═══ Data listing
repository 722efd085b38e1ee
use axum::routing::get;
use axum::{Json, Router};
use serde::Serialize;

use crate::state::AppState;

#[derive(Serialize)]
struct HealthResponse {
    status: &'static str,
    version: &'static str,
}

async fn health_check() -> Json<HealthResponse> {
    Json(HealthResponse {
        status: "ok",
        version: env!("CARGO_PKG_VERSION"),
    })
}

pub fn router() -> Router<AppState> {
    Router::new().route("/health", get(health_check))
}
══════
Whenever a line in the data holds "Json", copy that line.

Worked solution
use axum::{Json, Router};
async fn health_check() -> Json<HealthResponse> {
    Json(HealthResponse {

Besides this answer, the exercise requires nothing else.